I spent my nineteenth, twentieth, and twenty-first years standing on the corner of West Fourth Street and Washington Square East, selling used paperback books off of a folding card table. This was ten years ago, when West Fourth Street was still full of booksellers. Many of these men were smart lunatics with poor social skills. They had a hard time getting along with customers and with each other.
The one person who got along with everyone was Newt Johnson. Newt was not a street seller, but a rare book man. One of the first booksellers from the scene to sell online, he would procure antiquarian books that were too specialized for us to sell on the street, and attempt to sell them to collectors. Sometimes his efforts were successful, and he would sell a book that he’d found in a thrift-store for five-hundred dollars or more. Other times, he would go weeks without making a sale, and be forced to take a handy-man job.
Newt would come by West Fourth Street almost every day, on his way from the Strand back home to his rent-controlled apartment on Bleecker Street. Considering the volume of used books that the Strand processed back then, a few gems would inevitably slip though, and Newt had a knack for discovering them. He earned the eternal wrath of the Strand’s owner, Fred Bass, by purchasing a signed James Joyce volume that had been inadvertently placed for sale in the stacks. When the story got around, Bass insisted that Newt sell back the book, but he refused. The last laugh was on Newt though, because when he attempted to scan the title page so he could have the signature verified by an expert in Ireland, he ended up cracking the binding and ruining the book.
The ostensible reason for Newt’s visits to the street was to see if any of us had come across anything unusual or interesting that we might want to sell him. The real reason for his visits was to shoot the shit. He would saunter down West Fourth from Mercer Street to LaGuardia Place, stopping at each bookseller’s table to say, “Hiya! How you doing?” and have a quick—or not so quick—conversation.
Newt had no shortage of stories. He had begun his career as military policeman stationed to Berlin in 1961—the year the wall went up—and went on to become, among other things, a Pinkerton detective, a literary editor, and an alcoholic. One bookseller would joke that most people only had to go to AA, but Newt’s drinking was so bad he had to go to AAAAA. Now that Newt was sober, he devoted himself to endeavors such as attempting to invent a new type of low-energy motor and writing screenplays. One of his many unproduced scripts involved booksellers and gangsters banding together to defeat unscrupulous rare book thieves.
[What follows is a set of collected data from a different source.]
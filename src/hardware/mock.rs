//! Simulated hardware for tests and development without an instrument.
//!
//! `MockGrabber` synthesizes deterministic frames and enforces the
//! examine/release discipline of the real driver; `MockDac` records the
//! uploaded pattern and trigger state so tests can assert on them.

use std::time::Duration;
use tracing::debug;

use crate::config::ScanPattern;
use crate::error::{OctError, OctResult};
use crate::hardware::{DacChannels, ExaminedBuffer, FrameGrabber, ScanDac};

/// How the mock fills each synthesized buffer.
#[derive(Clone, Copy, Debug)]
pub enum MockFill {
    /// Every sample takes the given value.
    Constant(u16),
    /// Sample 0 of each A-line carries the buffer index (the camera's
    /// frame-counter stamp); the rest take the given value.
    StampedConstant(u16),
    /// Sample `j` of every A-line takes the value `j`.
    Ramp,
}

/// Frame grabber that synthesizes frames instead of talking to hardware.
pub struct MockGrabber {
    fill: MockFill,
    /// Simulated readout time per buffer.
    buffer_period: Duration,
    /// Deliver an index `skip` ahead every `n`-th examine, simulating driver
    /// drops.
    skip_every: Option<(u64, i64)>,

    aline_size: usize,
    alines_per_buffer: usize,
    open: bool,
    scanning: bool,
    configured: bool,
    examined: bool,
    examines: u64,
    delivered: i64,
    frame: Vec<u16>,
}

impl MockGrabber {
    pub fn new(fill: MockFill) -> Self {
        Self {
            fill,
            buffer_period: Duration::ZERO,
            skip_every: None,
            aline_size: 0,
            alines_per_buffer: 0,
            open: false,
            scanning: false,
            configured: false,
            examined: false,
            examines: 0,
            delivered: -1,
            frame: Vec::new(),
        }
    }

    /// Simulate camera pacing: each examine takes at least `period`.
    pub fn with_buffer_period(mut self, period: Duration) -> Self {
        self.buffer_period = period;
        self
    }

    /// Deliver `skip` buffers ahead of the request on every `n`-th examine.
    pub fn with_skips(mut self, every: u64, skip: i64) -> Self {
        self.skip_every = Some((every, skip));
        self
    }

    fn synthesize(&mut self, index: i64) {
        match self.fill {
            MockFill::Constant(v) => self.frame.fill(v),
            MockFill::StampedConstant(v) => {
                self.frame.fill(v);
                for a in 0..self.alines_per_buffer {
                    self.frame[a * self.aline_size] = index as u16;
                }
            }
            MockFill::Ramp => {
                for a in 0..self.alines_per_buffer {
                    for j in 0..self.aline_size {
                        self.frame[a * self.aline_size + j] = j as u16;
                    }
                }
            }
        }
    }
}

impl FrameGrabber for MockGrabber {
    fn open(&mut self, camera: &str) -> OctResult<()> {
        debug!(camera, "mock grabber opened");
        self.open = true;
        Ok(())
    }

    fn setup_buffers(
        &mut self,
        aline_size: usize,
        alines_per_buffer: usize,
        _ring_depth: usize,
    ) -> OctResult<()> {
        if !self.open {
            return Err(OctError::Device("grabber is not open".into()));
        }
        self.aline_size = aline_size;
        self.alines_per_buffer = alines_per_buffer;
        self.frame = vec![0u16; aline_size * alines_per_buffer];
        self.configured = true;
        Ok(())
    }

    fn start_scan(&mut self) -> OctResult<()> {
        if !self.configured {
            return Err(OctError::Device("buffers are not set up".into()));
        }
        self.scanning = true;
        self.delivered = -1;
        self.examines = 0;
        Ok(())
    }

    fn stop_scan(&mut self) -> OctResult<()> {
        self.scanning = false;
        Ok(())
    }

    fn examine_buffer(&mut self, requested: i64) -> OctResult<ExaminedBuffer<'_>> {
        if !self.scanning {
            return Err(OctError::Device("grabber is not scanning".into()));
        }
        if self.examined {
            return Err(OctError::Device(
                "previous buffer was not released".into(),
            ));
        }
        if !self.buffer_period.is_zero() {
            std::thread::sleep(self.buffer_period);
        }
        self.examines += 1;
        let mut index = requested.max(self.delivered + 1);
        if let Some((every, skip)) = self.skip_every {
            if self.examines % every == 0 {
                index += skip;
            }
        }
        self.synthesize(index);
        self.delivered = index;
        self.examined = true;
        Ok(ExaminedBuffer {
            index,
            data: &self.frame,
        })
    }

    fn release_buffer(&mut self) -> OctResult<()> {
        if !self.examined {
            return Err(OctError::Device("no buffer is examined".into()));
        }
        self.examined = false;
        Ok(())
    }

    fn close(&mut self) -> OctResult<()> {
        self.open = false;
        self.scanning = false;
        Ok(())
    }
}

/// Grabber whose `open` always fails, for exercising the fatal-open path.
pub struct FailingGrabber;

impl FrameGrabber for FailingGrabber {
    fn open(&mut self, camera: &str) -> OctResult<()> {
        Err(OctError::Device(format!("no such camera: {camera}")))
    }

    fn setup_buffers(&mut self, _: usize, _: usize, _: usize) -> OctResult<()> {
        Err(OctError::Device("not open".into()))
    }

    fn start_scan(&mut self) -> OctResult<()> {
        Err(OctError::Device("not open".into()))
    }

    fn stop_scan(&mut self) -> OctResult<()> {
        Err(OctError::Device("not open".into()))
    }

    fn examine_buffer(&mut self, _: i64) -> OctResult<ExaminedBuffer<'_>> {
        Err(OctError::Device("not open".into()))
    }

    fn release_buffer(&mut self) -> OctResult<()> {
        Err(OctError::Device("not open".into()))
    }

    fn close(&mut self) -> OctResult<()> {
        Ok(())
    }
}

/// DAC that records what was asked of it.
#[derive(Default)]
pub struct MockDac {
    pub open: bool,
    pub running: bool,
    pub start_trigger_high: bool,
    pub channels: Option<DacChannels>,
    /// Last uploaded signals, concatenated x | y | line | frame.
    pub uploaded: Vec<f64>,
    pub uploads: usize,
}

impl MockDac {
    pub fn new() -> Self {
        Self::default()
    }
}

impl ScanDac for MockDac {
    fn open(&mut self, channels: &DacChannels) -> OctResult<()> {
        debug!(x = %channels.x, y = %channels.y, "mock DAC opened");
        self.open = true;
        self.channels = Some(channels.clone());
        Ok(())
    }

    fn set_pattern(&mut self, pattern: &ScanPattern) -> OctResult<()> {
        if !self.open {
            return Err(OctError::Device("DAC is not open".into()));
        }
        // Group by channel, matching the on-wire layout of the real task.
        self.uploaded.clear();
        self.uploaded.extend_from_slice(&pattern.x);
        self.uploaded.extend_from_slice(&pattern.y);
        self.uploaded.extend_from_slice(&pattern.line_trigger);
        self.uploaded.extend_from_slice(&pattern.frame_trigger);
        self.uploads += 1;
        Ok(())
    }

    fn start(&mut self) -> OctResult<()> {
        if !self.open {
            return Err(OctError::Device("DAC is not open".into()));
        }
        self.running = true;
        Ok(())
    }

    fn stop(&mut self) -> OctResult<()> {
        self.running = false;
        Ok(())
    }

    fn set_start_trigger(&mut self, high: bool) -> OctResult<()> {
        self.start_trigger_high = high;
        Ok(())
    }

    fn close(&mut self) -> OctResult<()> {
        self.open = false;
        self.running = false;
        Ok(())
    }
}

#[cfg(test)]
mod tests {
    use super::*;

    fn grabber() -> MockGrabber {
        let mut g = MockGrabber::new(MockFill::Constant(100));
        g.open("mock0").unwrap();
        g.setup_buffers(16, 4, 8).unwrap();
        g.start_scan().unwrap();
        g
    }

    #[test]
    fn test_examine_release_discipline() {
        let mut g = grabber();
        {
            let buf = g.examine_buffer(0).unwrap();
            assert_eq!(buf.index, 0);
            assert_eq!(buf.data.len(), 64);
        }
        // A second examine without release is a driver error.
        assert!(g.examine_buffer(1).is_err());
        g.release_buffer().unwrap();
        assert_eq!(g.examine_buffer(1).unwrap().index, 1);
    }

    #[test]
    fn test_skips_advance_delivered_index() {
        let mut g = MockGrabber::new(MockFill::Constant(1)).with_skips(3, 2);
        g.open("mock0").unwrap();
        g.setup_buffers(8, 2, 4).unwrap();
        g.start_scan().unwrap();
        let mut got = Vec::new();
        let mut next = 0i64;
        for _ in 0..4 {
            let idx = g.examine_buffer(next).unwrap().index;
            got.push(idx);
            g.release_buffer().unwrap();
            next = idx + 1;
        }
        // Third examine jumps ahead by two.
        assert_eq!(got, vec![0, 1, 4, 5]);
    }

    #[test]
    fn test_ramp_fill_varies_along_aline() {
        let mut g = MockGrabber::new(MockFill::Ramp);
        g.open("mock0").unwrap();
        g.setup_buffers(4, 2, 4).unwrap();
        g.start_scan().unwrap();
        let buf = g.examine_buffer(0).unwrap();
        for aline in buf.data.chunks(4) {
            assert_eq!(aline, &[0, 1, 2, 3]);
        }
    }

    #[test]
    fn test_stamped_fill_marks_aline_heads() {
        let mut g = MockGrabber::new(MockFill::StampedConstant(7));
        g.open("mock0").unwrap();
        g.setup_buffers(4, 3, 4).unwrap();
        g.start_scan().unwrap();
        let buf = g.examine_buffer(5).unwrap();
        assert_eq!(buf.index, 5);
        for aline in buf.data.chunks(4) {
            assert_eq!(aline[0], 5);
            assert_eq!(&aline[1..], &[7, 7, 7]);
        }
    }

    #[test]
    fn test_dac_records_pattern_grouped_by_channel() {
        let mut dac = MockDac::new();
        dac.open(&DacChannels {
            x: "ao0".into(),
            y: "ao1".into(),
            line_trigger: "ao2".into(),
            frame_trigger: "ao3".into(),
            start_trigger: "ao4".into(),
        })
        .unwrap();
        let pattern = ScanPattern {
            x: vec![1.0, 2.0],
            y: vec![3.0, 4.0],
            line_trigger: vec![5.0, 6.0],
            frame_trigger: vec![7.0, 8.0],
            sample_rate: 152_000.0,
            line_rate: 76_000.0,
        };
        dac.set_pattern(&pattern).unwrap();
        assert_eq!(
            dac.uploaded,
            vec![1.0, 2.0, 3.0, 4.0, 5.0, 6.0, 7.0, 8.0]
        );
        assert_eq!(dac.uploads, 1);
    }
}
Newt knew that I was studying poetry at The New School and, fearing that my professors were not sufficiently educating us on the great Village bohemians, he would bring me photocopies of Maxwell Bodenheim poems. Bodenheim was shot to death by a dishwasher in a flophouse on the Bowery in 1954, and in Newt’s estimation the great age of Greenwich Village bohemianism died with him.
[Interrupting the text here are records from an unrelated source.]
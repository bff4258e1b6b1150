//! Error types for the acquisition core.
//!
//! All recoverable conditions (dropped buffers, busy pipeline, ring lock-out
//! timeouts) are absorbed inside the controller loop with diagnostic logging;
//! only fatal device failures surface as state transitions. Client-facing
//! calls return `OctResult` instead of panicking.

use thiserror::Error;

use crate::messages::ScanState;

/// Convenience alias for results using the crate error type.
pub type OctResult<T> = std::result::Result<T, OctError>;

#[derive(Error, Debug)]
pub enum OctError {
    #[error("device error: {0}")]
    Device(String),

    #[error("configuration error: {0}")]
    Config(String),

    #[error("operation not permitted in state {0:?}")]
    InvalidState(ScanState),

    #[error("processing pool has a job in flight")]
    PipelineBusy,

    #[error("configuration rejected while an acquisition is running")]
    AcquisitionActive,

    #[error("controller command queue is full")]
    ControlQueueFull,

    #[error("controller is not running")]
    ControllerStopped,

    #[error("I/O error: {0}")]
    Io(#[from] std::io::Error),
}

#[cfg(test)]
mod tests {
    use super::*;

    #[test]
    fn test_error_display() {
        let err = OctError::Device("camera open failed".to_string());
        assert_eq!(err.to_string(), "device error: camera open failed");
    }

    #[test]
    fn test_invalid_state_display() {
        let err = OctError::InvalidState(ScanState::Acquiring);
        assert!(err.to_string().contains("Acquiring"));
    }
}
Like Bodenheim, Newt was a ladies’ man. He had plenty of girlfriends, foxy older ladies scattered throughout the boroughs. His true love, though, was his flock of pigeons. He spoke of his birds constantly, referring to them by their names, and keeping us updated on their health. I’d always assumed they lived in a coop on the roof of Newt’s building, but when I went to his apartment to drop off some books once, I found that they flew freely around his home, perching on a wooden shelf that circled the entire front room.
When New died this past spring, his neighbor—a younger man who had grown up in the building, and known Newt his entire life—went across the hall, opened the window, and released the birds. Most likely, they went and joined all the other pigeons in Washington Square Park. Newt’s apartment went market-rate after he died, but I’m sure the super had to spend a good bit of time cleaning the bird shit off the floor before the real estate agents could bring their clients in.